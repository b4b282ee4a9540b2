use std::pin::Pin;
use std::task::{Context, Poll};

use futures_core::Stream;
use tokio::sync::mpsc;
use tokio_util::sync::CancellationToken;

/// Receiving end of a background task's events.
///
/// Once the owning task is stopped nothing more is delivered, including
/// events that were already queued, so a late network result can never reach
/// a torn-down UI.
#[derive(Debug)]
pub struct Events<T> {
    rx: mpsc::UnboundedReceiver<T>,
    token: CancellationToken,
}

impl<T> Events<T> {
    pub(crate) fn new(rx: mpsc::UnboundedReceiver<T>, token: CancellationToken) -> Self {
        Self { rx, token }
    }

    /// Next event, or `None` once the task finished or was stopped.
    pub async fn recv(&mut self) -> Option<T> {
        if self.token.is_cancelled() {
            return None;
        }
        tokio::select! {
            biased;
            _ = self.token.cancelled() => None,
            event = self.rx.recv() => event,
        }
    }

    /// Drain whatever is queued right now without waiting.
    pub fn try_recv(&mut self) -> Option<T> {
        if self.token.is_cancelled() {
            return None;
        }
        self.rx.try_recv().ok()
    }
}

impl<T> Stream for Events<T> {
    type Item = T;

    fn poll_next(mut self: Pin<&mut Self>, cx: &mut Context<'_>) -> Poll<Option<T>> {
        if self.token.is_cancelled() {
            return Poll::Ready(None);
        }
        self.rx.poll_recv(cx)
    }
}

##########

• **Exercise prompt**:
The answer should consist of the full listing, repeated exactly.

• **Result for this exercise**:
repository b4b282ee4a9540b2
use std::pin::Pin;
use std::task::{Context, Poll};

use futures_core::Stream;
use tokio::sync::mpsc;
use tokio_util::sync::CancellationToken;

/// Receiving end of a background task's events.
///
/// Once the owning task is stopped nothing more is delivered, including
/// events that were already queued, so a late network result can never reach
/// a torn-down UI.
#[derive(Debug)]
pub struct Events<T> {
    rx: mpsc::UnboundedReceiver<T>,
    token: CancellationToken,
}

impl<T> Events<T> {
    pub(crate) fn new(rx: mpsc::UnboundedReceiver<T>, token: CancellationToken) -> Self {
        Self { rx, token }
    }

    /// Next event, or `None` once the task finished or was stopped.
    pub async fn recv(&mut self) -> Option<T> {
        if self.token.is_cancelled() {
            return None;
        }
        tokio::select! {
            biased;
            _ = self.token.cancelled() => None,
            event = self.rx.recv() => event,
        }
    }

    /// Drain whatever is queued right now without waiting.
    pub fn try_recv(&mut self) -> Option<T> {
        if self.token.is_cancelled() {
            return None;
        }
        self.rx.try_recv().ok()
    }
}

impl<T> Stream for Events<T> {
    type Item = T;

    fn poll_next(mut self: Pin<&mut Self>, cx: &mut Context<'_>) -> Poll<Option<T>> {
        if self.token.is_cancelled() {
            return Poll::Ready(None);
        }
        self.rx.poll_recv(cx)
    }
}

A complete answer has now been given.